> **WHAT THE EXERCISE ASKS**
Can you retype every record below exactly as written?
INPUT START
impl OutcomeResolver {
    pub fn new(
        broker: Arc<BrokerProvider>,
        in_flight: InFlightTable,
        publisher: OutboundPublisher,
        policy: RetryPolicy,
    ) -> Self {
        let (resolutions, _) = broadcast::channel(256);
        Self {
            broker,
            in_flight,
            publisher,
            policy,
            resolutions,
        }
    }

    /// Observe resolutions made by [`run`](Self::run)
    pub fn subscribe(&self) -> broadcast::Receiver<Resolution> {
        self.resolutions.subscribe()
    }

    /// Resolve one signal. A publish failure of resulting messages is returned after the
    /// acknowledgment has been made.
    pub async fn resolve(&self, signal: OutcomeSignal) -> BusResult<Resolution> {
        match self.apply(signal).await? {
            (_, Some(publish_error)) => Err(publish_error),
            (resolution, None) => Ok(resolution),
        }
    }

    async fn apply(&self, signal: OutcomeSignal) -> BusResult<Applied> {
        match signal {
            OutcomeSignal::Success {
                delivery_id,
                resulting_messages,
            } => self.resolve_success(delivery_id, resulting_messages).await,
            OutcomeSignal::Error {
                delivery_id,
                max_retries,
            } => Ok((self.resolve_error(delivery_id, max_retries).await?, None)),
            OutcomeSignal::BroadcastSuccess { resulting_messages } => {
                let (published, failed, publish_error) =
                    self.publish_resulting(&resulting_messages).await;
                debug!(published = published, failed = failed, "Broadcast messages published");
                Ok((Resolution::Broadcast { published, failed }, publish_error))
            }
        }
    }

    async fn resolve_success(
        &self,
        delivery_id: String,
        resulting_messages: Vec<OutboundMessage>,
    ) -> BusResult<Applied> {
        let delivery = self
            .in_flight
            .take(&delivery_id)
            .ok_or_else(|| BusError::unknown_delivery(&delivery_id))?;

        self.broker.ack(delivery.delivery_tag()).await?;
        log_delivery_operation(
            "ack",
            Some(&delivery_id),
            Some(delivery.topic()),
            Some(delivery.retry_count),
            &DeliveryState::Acked.to_string(),
            None,
        );

        let (published, failed, publish_error) = self.publish_resulting(&resulting_messages).await;
        Ok((
            Resolution::Acked {
                delivery_id,
                published,
                failed,
            },
            publish_error,
        ))
    }

    async fn resolve_error(
        &self,
        delivery_id: String,
        max_retries: Option<u32>,
    ) -> BusResult<Resolution> {
        let delivery = self
            .in_flight
            .take(&delivery_id)
            .ok_or_else(|| BusError::unknown_delivery(&delivery_id))?;

        match self.policy.decide(delivery.retry_count, max_retries) {
            RetryDecision::Retry { retry_count, limit } => {
                self.broker
                    .nack(delivery.delivery_tag(), false, false)
                    .await?;
                log_delivery_operation(
                    "nack",
                    Some(&delivery_id),
                    Some(delivery.topic()),
                    Some(retry_count),
                    &DeliveryState::Requeued.to_string(),
                    Some(&format!("retry {} of {limit}", retry_count + 1)),
                );
                Ok(Resolution::Retried {
                    delivery_id,
                    retry_count,
                    limit,
                })
            }
            RetryDecision::Exhausted { retry_count, limit } => {
                self.broker.ack(delivery.delivery_tag()).await?;
                let exhausted = BusError::retry_exhausted(&delivery_id, retry_count, limit);
                error!(
                    delivery_id = %delivery_id,
                    topic = %delivery.topic(),
                    retry_count = retry_count,
                    limit = limit,
                    error = %exhausted,
                    "Message dropped after exhausting retries"
                );
                Ok(Resolution::Exhausted {
                    delivery_id,
                    retry_count,
                    limit,
                })
            }
        }
    }

    async fn publish_resulting(
        &self,
        messages: &[OutboundMessage],
    ) -> (usize, usize, Option<BusError>) {
        let (published, first_error) = self.publisher.publish_all(messages).await;
        (published, messages.len() - published, first_error)
    }

    /// Resolve signals until every sender is gone
    pub async fn run(self, mut signals: mpsc::UnboundedReceiver<OutcomeSignal>) {
        info!("Outcome resolver started");

        while let Some(signal) = signals.recv().await {
            let kind = signal.kind();
            match self.apply(signal).await {
                Ok((resolution, publish_error)) => {
                    if let Some(e) = publish_error {
                        log_error(
                            "outcome_resolver",
                            kind,
                            &e.to_string(),
                            resolution.delivery_id(),
                        );
                    }
                    // No subscribers is fine
                    let _ = self.resolutions.send(resolution);
                }
                Err(e @ BusError::UnknownDelivery { .. }) => {
                    warn!(signal = kind, error = %e, "Outcome for unknown delivery ignored");
                }
                Err(e) => {
                    log_error("outcome_resolver", kind, &e.to_string(), None);
                    if e.is_fatal() {
                        break;
                    }
                }
            }
        }

        info!(in_flight = self.in_flight.len(), "Outcome resolver stopped");
    }
}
INPUT END
> **EXERCISE RESPONSE**
impl OutcomeResolver {
    pub fn new(
        broker: Arc<BrokerProvider>,
        in_flight: InFlightTable,
        publisher: OutboundPublisher,
        policy: RetryPolicy,
    ) -> Self {
        let (resolutions, _) = broadcast::channel(256);
        Self {
            broker,
            in_flight,
            publisher,
            policy,
            resolutions,
        }
    }

    /// Observe resolutions made by [`run`](Self::run)
    pub fn subscribe(&self) -> broadcast::Receiver<Resolution> {
        self.resolutions.subscribe()
    }

    /// Resolve one signal. A publish failure of resulting messages is returned after the
    /// acknowledgment has been made.
    pub async fn resolve(&self, signal: OutcomeSignal) -> BusResult<Resolution> {
        match self.apply(signal).await? {
            (_, Some(publish_error)) => Err(publish_error),
            (resolution, None) => Ok(resolution),
        }
    }

    async fn apply(&self, signal: OutcomeSignal) -> BusResult<Applied> {
        match signal {
            OutcomeSignal::Success {
                delivery_id,
                resulting_messages,
            } => self.resolve_success(delivery_id, resulting_messages).await,
            OutcomeSignal::Error {
                delivery_id,
                max_retries,
            } => Ok((self.resolve_error(delivery_id, max_retries).await?, None)),
            OutcomeSignal::BroadcastSuccess { resulting_messages } => {
                let (published, failed, publish_error) =
                    self.publish_resulting(&resulting_messages).await;
                debug!(published = published, failed = failed, "Broadcast messages published");
                Ok((Resolution::Broadcast { published, failed }, publish_error))
            }
        }
    }

    async fn resolve_success(
        &self,
        delivery_id: String,
        resulting_messages: Vec<OutboundMessage>,
    ) -> BusResult<Applied> {
        let delivery = self
            .in_flight
            .take(&delivery_id)
            .ok_or_else(|| BusError::unknown_delivery(&delivery_id))?;

        self.broker.ack(delivery.delivery_tag()).await?;
        log_delivery_operation(
            "ack",
            Some(&delivery_id),
            Some(delivery.topic()),
            Some(delivery.retry_count),
            &DeliveryState::Acked.to_string(),
            None,
        );

        let (published, failed, publish_error) = self.publish_resulting(&resulting_messages).await;
        Ok((
            Resolution::Acked {
                delivery_id,
                published,
                failed,
            },
            publish_error,
        ))
    }

    async fn resolve_error(
        &self,
        delivery_id: String,
        max_retries: Option<u32>,
    ) -> BusResult<Resolution> {
        let delivery = self
            .in_flight
            .take(&delivery_id)
            .ok_or_else(|| BusError::unknown_delivery(&delivery_id))?;

        match self.policy.decide(delivery.retry_count, max_retries) {
            RetryDecision::Retry { retry_count, limit } => {
                self.broker
                    .nack(delivery.delivery_tag(), false, false)
                    .await?;
                log_delivery_operation(
                    "nack",
                    Some(&delivery_id),
                    Some(delivery.topic()),
                    Some(retry_count),
                    &DeliveryState::Requeued.to_string(),
                    Some(&format!("retry {} of {limit}", retry_count + 1)),
                );
                Ok(Resolution::Retried {
                    delivery_id,
                    retry_count,
                    limit,
                })
            }
            RetryDecision::Exhausted { retry_count, limit } => {
                self.broker.ack(delivery.delivery_tag()).await?;
                let exhausted = BusError::retry_exhausted(&delivery_id, retry_count, limit);
                error!(
                    delivery_id = %delivery_id,
                    topic = %delivery.topic(),
                    retry_count = retry_count,
                    limit = limit,
                    error = %exhausted,
                    "Message dropped after exhausting retries"
                );
                Ok(Resolution::Exhausted {
                    delivery_id,
                    retry_count,
                    limit,
                })
            }
        }
    }

    async fn publish_resulting(
        &self,
        messages: &[OutboundMessage],
    ) -> (usize, usize, Option<BusError>) {
        let (published, first_error) = self.publisher.publish_all(messages).await;
        (published, messages.len() - published, first_error)
    }

    /// Resolve signals until every sender is gone
    pub async fn run(self, mut signals: mpsc::UnboundedReceiver<OutcomeSignal>) {
        info!("Outcome resolver started");

        while let Some(signal) = signals.recv().await {
            let kind = signal.kind();
            match self.apply(signal).await {
                Ok((resolution, publish_error)) => {
                    if let Some(e) = publish_error {
                        log_error(
                            "outcome_resolver",
                            kind,
                            &e.to_string(),
                            resolution.delivery_id(),
                        );
                    }
                    // No subscribers is fine
                    let _ = self.resolutions.send(resolution);
                }
                Err(e @ BusError::UnknownDelivery { .. }) => {
                    warn!(signal = kind, error = %e, "Outcome for unknown delivery ignored");
                }
                Err(e) => {
                    log_error("outcome_resolver", kind, &e.to_string(), None);
                    if e.is_fatal() {
                        break;
                    }
                }
            }
        }

        info!(in_flight = self.in_flight.len(), "Outcome resolver stopped");
    }
}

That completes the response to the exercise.